[Stored data — start]

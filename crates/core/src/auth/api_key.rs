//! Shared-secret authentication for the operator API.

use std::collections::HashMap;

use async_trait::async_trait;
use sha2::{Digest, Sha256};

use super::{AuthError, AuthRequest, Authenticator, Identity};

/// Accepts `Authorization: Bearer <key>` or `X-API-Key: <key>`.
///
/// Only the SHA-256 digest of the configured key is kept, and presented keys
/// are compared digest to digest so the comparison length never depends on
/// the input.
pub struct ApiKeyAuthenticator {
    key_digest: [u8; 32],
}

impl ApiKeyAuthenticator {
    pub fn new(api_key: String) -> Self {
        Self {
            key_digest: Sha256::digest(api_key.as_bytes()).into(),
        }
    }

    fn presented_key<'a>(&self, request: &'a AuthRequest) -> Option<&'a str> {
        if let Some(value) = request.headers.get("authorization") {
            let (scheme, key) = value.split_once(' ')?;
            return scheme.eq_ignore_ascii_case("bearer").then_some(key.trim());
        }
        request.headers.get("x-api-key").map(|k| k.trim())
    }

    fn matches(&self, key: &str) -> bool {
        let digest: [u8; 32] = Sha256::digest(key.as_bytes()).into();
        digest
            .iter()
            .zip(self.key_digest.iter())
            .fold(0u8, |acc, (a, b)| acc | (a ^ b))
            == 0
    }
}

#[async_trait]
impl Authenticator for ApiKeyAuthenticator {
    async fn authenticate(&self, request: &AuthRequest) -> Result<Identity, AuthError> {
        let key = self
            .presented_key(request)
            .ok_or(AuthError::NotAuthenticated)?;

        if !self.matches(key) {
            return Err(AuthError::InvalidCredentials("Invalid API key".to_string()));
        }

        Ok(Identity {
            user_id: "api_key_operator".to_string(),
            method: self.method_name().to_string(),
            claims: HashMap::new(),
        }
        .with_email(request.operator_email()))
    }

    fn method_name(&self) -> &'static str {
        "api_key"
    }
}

[Stored data — finish]
[Stored data — start]

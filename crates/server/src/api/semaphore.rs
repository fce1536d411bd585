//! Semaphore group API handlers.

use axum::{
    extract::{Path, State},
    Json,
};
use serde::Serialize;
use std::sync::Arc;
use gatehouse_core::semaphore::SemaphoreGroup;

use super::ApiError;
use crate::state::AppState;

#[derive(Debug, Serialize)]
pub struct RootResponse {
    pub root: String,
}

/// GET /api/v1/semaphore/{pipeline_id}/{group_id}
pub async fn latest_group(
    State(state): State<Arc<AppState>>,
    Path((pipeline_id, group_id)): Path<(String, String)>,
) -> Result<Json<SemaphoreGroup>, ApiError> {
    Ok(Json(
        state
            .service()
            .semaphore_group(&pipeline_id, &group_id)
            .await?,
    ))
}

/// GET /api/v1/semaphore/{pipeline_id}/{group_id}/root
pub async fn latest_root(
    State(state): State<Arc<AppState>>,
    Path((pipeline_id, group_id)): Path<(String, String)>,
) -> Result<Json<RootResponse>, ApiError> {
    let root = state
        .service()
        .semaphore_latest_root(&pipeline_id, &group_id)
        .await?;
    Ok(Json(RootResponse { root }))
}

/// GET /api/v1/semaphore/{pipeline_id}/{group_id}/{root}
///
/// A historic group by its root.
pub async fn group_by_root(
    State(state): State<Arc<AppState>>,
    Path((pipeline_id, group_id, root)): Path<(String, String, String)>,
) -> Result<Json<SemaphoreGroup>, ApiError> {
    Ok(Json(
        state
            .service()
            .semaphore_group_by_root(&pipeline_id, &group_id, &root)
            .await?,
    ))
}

[Stored data — finish]

- _Task item_
The answer must consist of each line from the data that includes the string "filename".

- _The completed task_
filename crates/core/src/auth/api_key.rs
filename crates/server/src/api/semaphore.rs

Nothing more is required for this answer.